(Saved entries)
== Segment start ==

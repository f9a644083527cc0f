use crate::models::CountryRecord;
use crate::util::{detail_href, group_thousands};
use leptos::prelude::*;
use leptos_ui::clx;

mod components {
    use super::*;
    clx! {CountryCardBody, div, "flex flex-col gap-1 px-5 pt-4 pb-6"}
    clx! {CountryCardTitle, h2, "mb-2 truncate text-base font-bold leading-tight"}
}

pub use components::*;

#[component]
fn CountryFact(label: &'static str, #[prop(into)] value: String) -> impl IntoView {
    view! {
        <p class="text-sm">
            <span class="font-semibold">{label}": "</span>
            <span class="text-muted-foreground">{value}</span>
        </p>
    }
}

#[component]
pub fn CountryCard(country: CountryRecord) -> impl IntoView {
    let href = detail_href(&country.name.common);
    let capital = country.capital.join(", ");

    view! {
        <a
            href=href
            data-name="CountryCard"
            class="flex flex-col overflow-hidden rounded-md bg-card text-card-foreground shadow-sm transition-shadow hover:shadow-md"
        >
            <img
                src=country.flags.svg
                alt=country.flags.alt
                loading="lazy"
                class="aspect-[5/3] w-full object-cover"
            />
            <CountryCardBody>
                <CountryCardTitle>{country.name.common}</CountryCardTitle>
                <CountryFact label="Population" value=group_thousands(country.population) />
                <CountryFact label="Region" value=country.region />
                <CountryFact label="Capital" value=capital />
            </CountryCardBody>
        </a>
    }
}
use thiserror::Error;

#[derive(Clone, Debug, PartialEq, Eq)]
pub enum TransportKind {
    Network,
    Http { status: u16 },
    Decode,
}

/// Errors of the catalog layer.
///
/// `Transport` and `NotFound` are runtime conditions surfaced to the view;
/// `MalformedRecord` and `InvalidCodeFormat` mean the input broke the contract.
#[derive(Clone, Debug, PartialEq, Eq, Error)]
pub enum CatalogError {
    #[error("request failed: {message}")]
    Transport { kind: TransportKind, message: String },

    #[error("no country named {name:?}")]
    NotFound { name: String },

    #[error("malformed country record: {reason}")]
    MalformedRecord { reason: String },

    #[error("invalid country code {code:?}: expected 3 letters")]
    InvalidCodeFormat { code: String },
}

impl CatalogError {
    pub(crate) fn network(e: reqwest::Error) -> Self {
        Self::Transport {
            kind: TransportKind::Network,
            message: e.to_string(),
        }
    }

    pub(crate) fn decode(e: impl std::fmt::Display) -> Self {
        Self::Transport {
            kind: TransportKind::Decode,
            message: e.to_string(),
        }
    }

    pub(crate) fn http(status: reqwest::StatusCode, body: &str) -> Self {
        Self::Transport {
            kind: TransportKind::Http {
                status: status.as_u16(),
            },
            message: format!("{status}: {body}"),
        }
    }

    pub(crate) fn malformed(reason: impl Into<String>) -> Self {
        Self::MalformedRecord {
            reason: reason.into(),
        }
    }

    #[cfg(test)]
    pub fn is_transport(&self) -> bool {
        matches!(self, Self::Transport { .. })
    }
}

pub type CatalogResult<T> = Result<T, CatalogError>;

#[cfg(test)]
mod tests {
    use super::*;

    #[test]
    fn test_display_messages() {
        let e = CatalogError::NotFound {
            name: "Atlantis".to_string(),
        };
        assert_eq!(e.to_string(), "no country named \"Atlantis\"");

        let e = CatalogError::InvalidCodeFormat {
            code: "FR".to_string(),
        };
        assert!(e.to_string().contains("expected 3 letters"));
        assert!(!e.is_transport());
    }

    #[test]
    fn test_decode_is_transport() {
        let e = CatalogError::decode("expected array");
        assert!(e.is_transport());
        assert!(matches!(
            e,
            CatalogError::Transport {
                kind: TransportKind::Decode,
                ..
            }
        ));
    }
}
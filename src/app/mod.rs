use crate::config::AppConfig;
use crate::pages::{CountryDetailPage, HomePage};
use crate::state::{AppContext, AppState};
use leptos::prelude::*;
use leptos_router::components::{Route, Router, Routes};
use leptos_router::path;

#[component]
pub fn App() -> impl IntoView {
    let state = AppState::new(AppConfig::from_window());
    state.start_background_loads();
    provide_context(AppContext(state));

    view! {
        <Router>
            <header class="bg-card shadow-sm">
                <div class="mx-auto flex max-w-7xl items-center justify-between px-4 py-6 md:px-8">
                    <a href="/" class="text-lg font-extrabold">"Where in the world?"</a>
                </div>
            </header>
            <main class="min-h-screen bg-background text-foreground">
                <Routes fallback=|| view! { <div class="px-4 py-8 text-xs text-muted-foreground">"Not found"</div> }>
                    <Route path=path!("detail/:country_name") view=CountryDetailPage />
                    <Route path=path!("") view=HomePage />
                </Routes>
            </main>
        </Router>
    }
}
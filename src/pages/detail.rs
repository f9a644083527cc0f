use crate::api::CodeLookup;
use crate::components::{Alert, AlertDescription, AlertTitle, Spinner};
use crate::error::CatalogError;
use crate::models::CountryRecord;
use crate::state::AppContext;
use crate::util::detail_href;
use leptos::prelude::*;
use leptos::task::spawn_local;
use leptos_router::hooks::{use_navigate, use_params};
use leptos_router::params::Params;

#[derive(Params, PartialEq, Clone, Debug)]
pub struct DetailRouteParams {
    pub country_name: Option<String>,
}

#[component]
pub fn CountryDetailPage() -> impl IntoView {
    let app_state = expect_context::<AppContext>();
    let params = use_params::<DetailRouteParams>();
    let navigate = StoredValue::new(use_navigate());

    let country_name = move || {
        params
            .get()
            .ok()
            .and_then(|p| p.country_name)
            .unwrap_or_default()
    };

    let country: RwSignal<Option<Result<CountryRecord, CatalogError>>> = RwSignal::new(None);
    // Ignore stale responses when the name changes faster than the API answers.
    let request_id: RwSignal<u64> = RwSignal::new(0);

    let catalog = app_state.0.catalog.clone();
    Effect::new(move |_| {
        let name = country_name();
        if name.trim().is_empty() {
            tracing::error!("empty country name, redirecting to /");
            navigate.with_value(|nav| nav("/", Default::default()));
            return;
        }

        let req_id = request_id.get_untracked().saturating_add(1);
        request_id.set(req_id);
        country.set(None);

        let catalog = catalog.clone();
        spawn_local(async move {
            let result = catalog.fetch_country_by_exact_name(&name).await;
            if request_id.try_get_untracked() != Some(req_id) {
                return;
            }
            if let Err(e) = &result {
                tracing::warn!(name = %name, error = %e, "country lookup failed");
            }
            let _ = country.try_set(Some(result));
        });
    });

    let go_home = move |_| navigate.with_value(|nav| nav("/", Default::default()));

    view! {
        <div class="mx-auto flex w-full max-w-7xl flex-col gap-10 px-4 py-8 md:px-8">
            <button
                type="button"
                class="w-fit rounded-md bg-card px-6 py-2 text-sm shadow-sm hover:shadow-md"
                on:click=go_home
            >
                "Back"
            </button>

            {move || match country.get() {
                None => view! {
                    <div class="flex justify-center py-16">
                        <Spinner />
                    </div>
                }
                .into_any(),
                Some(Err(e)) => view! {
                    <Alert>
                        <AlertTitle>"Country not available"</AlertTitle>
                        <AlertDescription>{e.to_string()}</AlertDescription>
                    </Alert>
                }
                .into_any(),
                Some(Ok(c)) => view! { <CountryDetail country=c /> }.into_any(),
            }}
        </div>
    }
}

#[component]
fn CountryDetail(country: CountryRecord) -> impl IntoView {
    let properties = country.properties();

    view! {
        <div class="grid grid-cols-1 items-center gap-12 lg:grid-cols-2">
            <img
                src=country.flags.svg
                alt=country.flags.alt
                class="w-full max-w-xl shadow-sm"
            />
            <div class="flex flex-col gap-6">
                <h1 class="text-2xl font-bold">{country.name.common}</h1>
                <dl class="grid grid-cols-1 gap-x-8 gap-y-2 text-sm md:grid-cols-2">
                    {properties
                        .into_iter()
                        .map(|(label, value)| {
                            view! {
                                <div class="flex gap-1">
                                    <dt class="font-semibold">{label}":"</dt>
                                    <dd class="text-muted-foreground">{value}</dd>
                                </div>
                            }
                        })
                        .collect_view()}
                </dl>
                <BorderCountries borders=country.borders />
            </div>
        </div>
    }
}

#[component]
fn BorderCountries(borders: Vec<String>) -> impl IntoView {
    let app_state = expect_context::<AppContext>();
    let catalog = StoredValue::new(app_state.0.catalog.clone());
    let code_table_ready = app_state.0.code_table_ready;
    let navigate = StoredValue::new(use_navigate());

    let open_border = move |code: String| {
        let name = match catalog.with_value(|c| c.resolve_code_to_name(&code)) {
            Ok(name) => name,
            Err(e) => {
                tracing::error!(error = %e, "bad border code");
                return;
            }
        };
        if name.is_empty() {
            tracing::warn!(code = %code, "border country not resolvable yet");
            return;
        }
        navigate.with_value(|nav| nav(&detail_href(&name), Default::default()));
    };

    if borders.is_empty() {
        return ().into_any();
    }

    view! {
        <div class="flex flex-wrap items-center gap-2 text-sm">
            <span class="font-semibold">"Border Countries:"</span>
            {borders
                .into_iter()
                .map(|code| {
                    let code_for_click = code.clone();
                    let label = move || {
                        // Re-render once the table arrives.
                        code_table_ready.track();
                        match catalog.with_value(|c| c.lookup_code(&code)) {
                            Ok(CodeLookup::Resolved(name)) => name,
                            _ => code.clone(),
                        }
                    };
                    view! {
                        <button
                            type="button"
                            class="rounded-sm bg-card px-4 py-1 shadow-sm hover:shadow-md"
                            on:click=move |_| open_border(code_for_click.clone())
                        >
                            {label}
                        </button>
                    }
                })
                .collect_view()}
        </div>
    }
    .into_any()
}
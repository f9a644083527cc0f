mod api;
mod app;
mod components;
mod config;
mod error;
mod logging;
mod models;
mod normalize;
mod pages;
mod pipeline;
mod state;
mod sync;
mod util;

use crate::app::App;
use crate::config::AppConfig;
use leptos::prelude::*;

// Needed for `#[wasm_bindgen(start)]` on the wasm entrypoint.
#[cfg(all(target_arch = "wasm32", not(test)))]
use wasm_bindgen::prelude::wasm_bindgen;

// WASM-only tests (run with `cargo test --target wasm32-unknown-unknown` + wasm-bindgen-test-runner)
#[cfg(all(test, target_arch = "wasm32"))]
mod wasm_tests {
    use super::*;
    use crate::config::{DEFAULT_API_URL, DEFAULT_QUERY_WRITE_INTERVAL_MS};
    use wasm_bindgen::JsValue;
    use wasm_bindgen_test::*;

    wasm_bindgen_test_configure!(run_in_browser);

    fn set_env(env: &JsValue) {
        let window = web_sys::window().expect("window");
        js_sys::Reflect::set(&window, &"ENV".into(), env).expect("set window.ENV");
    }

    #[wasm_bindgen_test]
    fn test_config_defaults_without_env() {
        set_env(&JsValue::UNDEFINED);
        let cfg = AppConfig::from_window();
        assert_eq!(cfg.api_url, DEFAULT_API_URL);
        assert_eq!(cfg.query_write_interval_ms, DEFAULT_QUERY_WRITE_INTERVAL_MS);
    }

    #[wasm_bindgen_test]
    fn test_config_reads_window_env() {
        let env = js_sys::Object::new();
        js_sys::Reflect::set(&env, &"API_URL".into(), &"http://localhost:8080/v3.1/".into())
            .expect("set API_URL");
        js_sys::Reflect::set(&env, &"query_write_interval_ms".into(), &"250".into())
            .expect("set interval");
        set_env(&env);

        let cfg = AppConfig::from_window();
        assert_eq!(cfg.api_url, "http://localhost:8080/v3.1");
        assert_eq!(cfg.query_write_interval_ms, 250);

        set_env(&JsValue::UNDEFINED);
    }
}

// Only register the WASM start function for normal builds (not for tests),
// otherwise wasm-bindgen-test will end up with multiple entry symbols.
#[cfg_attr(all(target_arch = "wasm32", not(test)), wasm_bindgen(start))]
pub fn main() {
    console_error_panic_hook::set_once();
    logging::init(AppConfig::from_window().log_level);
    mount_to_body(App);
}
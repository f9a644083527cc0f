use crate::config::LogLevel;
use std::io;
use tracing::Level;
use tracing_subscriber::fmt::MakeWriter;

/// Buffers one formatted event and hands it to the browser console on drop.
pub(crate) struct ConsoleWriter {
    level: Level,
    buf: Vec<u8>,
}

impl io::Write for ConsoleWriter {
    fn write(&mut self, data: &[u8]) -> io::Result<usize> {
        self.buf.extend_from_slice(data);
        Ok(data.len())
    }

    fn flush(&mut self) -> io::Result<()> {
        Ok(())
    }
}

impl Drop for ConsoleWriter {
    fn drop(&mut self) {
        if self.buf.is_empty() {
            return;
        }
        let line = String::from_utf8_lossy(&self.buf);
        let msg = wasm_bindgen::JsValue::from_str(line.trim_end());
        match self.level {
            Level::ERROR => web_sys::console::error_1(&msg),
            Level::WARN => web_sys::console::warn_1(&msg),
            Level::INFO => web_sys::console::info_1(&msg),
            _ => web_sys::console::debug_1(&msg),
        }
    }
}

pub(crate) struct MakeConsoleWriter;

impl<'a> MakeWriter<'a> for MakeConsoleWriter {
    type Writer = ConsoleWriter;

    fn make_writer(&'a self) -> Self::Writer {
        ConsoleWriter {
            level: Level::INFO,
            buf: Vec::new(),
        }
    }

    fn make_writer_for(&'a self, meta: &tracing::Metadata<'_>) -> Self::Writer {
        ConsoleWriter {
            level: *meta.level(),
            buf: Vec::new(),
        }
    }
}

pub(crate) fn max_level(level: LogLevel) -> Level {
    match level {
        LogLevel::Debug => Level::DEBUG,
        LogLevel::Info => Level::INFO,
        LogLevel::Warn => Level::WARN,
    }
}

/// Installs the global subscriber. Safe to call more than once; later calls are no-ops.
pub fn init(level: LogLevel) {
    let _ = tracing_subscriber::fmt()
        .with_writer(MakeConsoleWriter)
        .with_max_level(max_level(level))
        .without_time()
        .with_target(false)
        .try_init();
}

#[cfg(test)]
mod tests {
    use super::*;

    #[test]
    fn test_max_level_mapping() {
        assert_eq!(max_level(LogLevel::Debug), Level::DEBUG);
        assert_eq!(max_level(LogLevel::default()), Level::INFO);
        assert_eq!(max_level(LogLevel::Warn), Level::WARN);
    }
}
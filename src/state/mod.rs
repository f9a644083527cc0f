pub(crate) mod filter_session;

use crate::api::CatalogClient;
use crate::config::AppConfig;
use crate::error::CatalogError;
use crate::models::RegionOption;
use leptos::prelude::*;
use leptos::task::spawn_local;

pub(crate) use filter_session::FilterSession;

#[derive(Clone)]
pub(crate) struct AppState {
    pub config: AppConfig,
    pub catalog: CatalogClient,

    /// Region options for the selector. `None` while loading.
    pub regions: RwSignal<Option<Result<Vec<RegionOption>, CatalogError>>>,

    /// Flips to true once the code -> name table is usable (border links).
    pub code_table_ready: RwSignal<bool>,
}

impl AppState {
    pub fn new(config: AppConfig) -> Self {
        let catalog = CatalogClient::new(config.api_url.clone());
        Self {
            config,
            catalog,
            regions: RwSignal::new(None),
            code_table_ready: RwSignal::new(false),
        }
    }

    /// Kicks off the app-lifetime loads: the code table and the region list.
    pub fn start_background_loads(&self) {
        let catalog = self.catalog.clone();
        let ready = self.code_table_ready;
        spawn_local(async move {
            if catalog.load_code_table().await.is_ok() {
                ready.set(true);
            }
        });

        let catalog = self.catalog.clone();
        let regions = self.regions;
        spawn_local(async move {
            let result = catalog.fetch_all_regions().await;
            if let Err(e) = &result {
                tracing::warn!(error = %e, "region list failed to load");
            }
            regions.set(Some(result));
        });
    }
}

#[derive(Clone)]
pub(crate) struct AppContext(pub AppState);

== Segment end ==

* Exercise directions *
In which lines of the records does the word "MakeWriter" appear? Copy each of them.

* Problem solution *
use tracing_subscriber::fmt::MakeWriter;
impl<'a> MakeWriter<'a> for MakeConsoleWriter {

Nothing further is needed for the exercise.